Gov. Joe Manchin insists his proposal to accord businesses a tax break on new equipment is an effort to eliminate the worst barrier to attracting new firms and cannot hurt counties since they could exercise the option of striking it from their tax rolls.

Nor, Manchin says, can the proposal be viewed as one that would create an uneven playing field among counties.

“If you want to be competitive in the market price, you better be competitive, and we have not been in this category,” Manchin told The Register-Herald editorial board Friday via telephone conference call.

“We’re one of the few states that still charge, a penalty if you will, on your inventory, your personal property. If you buy something new, we beat the living daylights out of you.”

Manchin said his proposed constitutional amendment, already approved by the House, is in line with last year’s efforts to reform the tax structure for the business community when changes were made in the franchise and corporate net income taxes.

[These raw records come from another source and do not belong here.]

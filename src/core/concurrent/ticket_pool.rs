//! Thread-safe ticket pool
//!
//! This module provides `ShardedTicketPool`, which stores the ticket units of
//! each concert under its own `DashMap` entry.
//!
//! # Design
//!
//! Every read-then-write on a concert's units (count the available ones, then
//! mark them) runs while holding that concert's write guard from `get_mut`.
//! That guard plays the role of a row lock over the concert's units:
//! concurrent reservations against one concert serialize, so two purchases
//! can never both see the same unit as available. Reservations on different
//! concerts proceed in parallel unless they hash to the same shard.
//!
//! # Thread Safety
//!
//! No guard is ever held across a call outside this module. In particular a
//! purchase never holds a guard while its payment is being charged.

use crate::core::ticket_pool::{claim_units, release_units, reserve_units};
use crate::core::traits::{InventoryCounts, TicketPool};
use crate::types::{ConcertId, OrderId, TicketId, TicketUnit, TicketingError};
use chrono::Utc;
use dashmap::DashMap;
use std::sync::atomic::{AtomicU64, Ordering};

/// Ticket pool safe to share across threads
#[derive(Debug, Default)]
pub struct ShardedTicketPool {
    /// Units grouped by concert
    units: DashMap<ConcertId, Vec<TicketUnit>>,
    /// Highest ticket id handed out
    last_id: AtomicU64,
}

impl ShardedTicketPool {
    pub fn new() -> Self {
        Self::default()
    }
}

impl TicketPool for ShardedTicketPool {
    fn add_units(&self, concert_id: ConcertId, quantity: u32) -> Vec<TicketId> {
        let quantity = TicketId::from(quantity);
        let first = self.last_id.fetch_add(quantity, Ordering::SeqCst) + 1;
        let ids: Vec<TicketId> = (first..first + quantity).collect();

        self.units
            .entry(concert_id)
            .or_default()
            .extend(ids.iter().map(|id| TicketUnit::new(*id, concert_id)));
        ids
    }

    fn remaining(&self, concert_id: ConcertId) -> usize {
        self.counts(concert_id).available
    }

    fn counts(&self, concert_id: ConcertId) -> InventoryCounts {
        self.units
            .get(&concert_id)
            .map(|units| InventoryCounts::tally(units.value()))
            .unwrap_or_default()
    }

    fn reserve(
        &self,
        concert_id: ConcertId,
        quantity: u32,
    ) -> Result<Vec<TicketUnit>, TicketingError> {
        match self.units.get_mut(&concert_id) {
            Some(mut units) => reserve_units(units.value_mut(), concert_id, quantity, Utc::now()),
            None => reserve_units(&mut [], concert_id, quantity, Utc::now()),
        }
    }

    fn release(&self, concert_id: ConcertId, ticket_ids: &[TicketId]) -> usize {
        self.units
            .get_mut(&concert_id)
            .map(|mut units| release_units(units.value_mut(), ticket_ids))
            .unwrap_or(0)
    }

    fn claim(
        &self,
        concert_id: ConcertId,
        claims: &[(TicketId, String)],
        order_id: OrderId,
    ) -> Result<Vec<TicketUnit>, TicketingError> {
        match self.units.get_mut(&concert_id) {
            Some(mut units) => claim_units(units.value_mut(), concert_id, claims, order_id),
            None => claim_units(&mut [], concert_id, claims, order_id),
        }
    }

    fn tickets_for_order(&self, concert_id: ConcertId, order_id: OrderId) -> Vec<TicketUnit> {
        self.units
            .get(&concert_id)
            .map(|units| {
                units
                    .iter()
                    .filter(|unit| unit.order_id == Some(order_id))
                    .cloned()
                    .collect()
            })
            .unwrap_or_default()
    }
}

Every group associated with business considers the inventory tax “the biggest impediment” to attracting and retaining businesses, the governor said.

“This is for small business,” he said.

Counties steeped in natural resources extraction would be unwise to extend the break to such firms, he suggested.

“It’s only going to basically technology,” he said.

“Any high-tech company or small business startup that wants a $1 million or $500,000 piece of equipment would not go on the books. They’re not giving up anything. They’re not giving away their base. They’re trying to basically attract and diversify their economy. That’s really the intent of what we’re trying to do.”

Manchin said he wanted to dispel a flood of “misunderstandings and maybe even some untruths” that have accompanied debate on the resolution that would put the question on the ballot next fall as a constitutional amendment.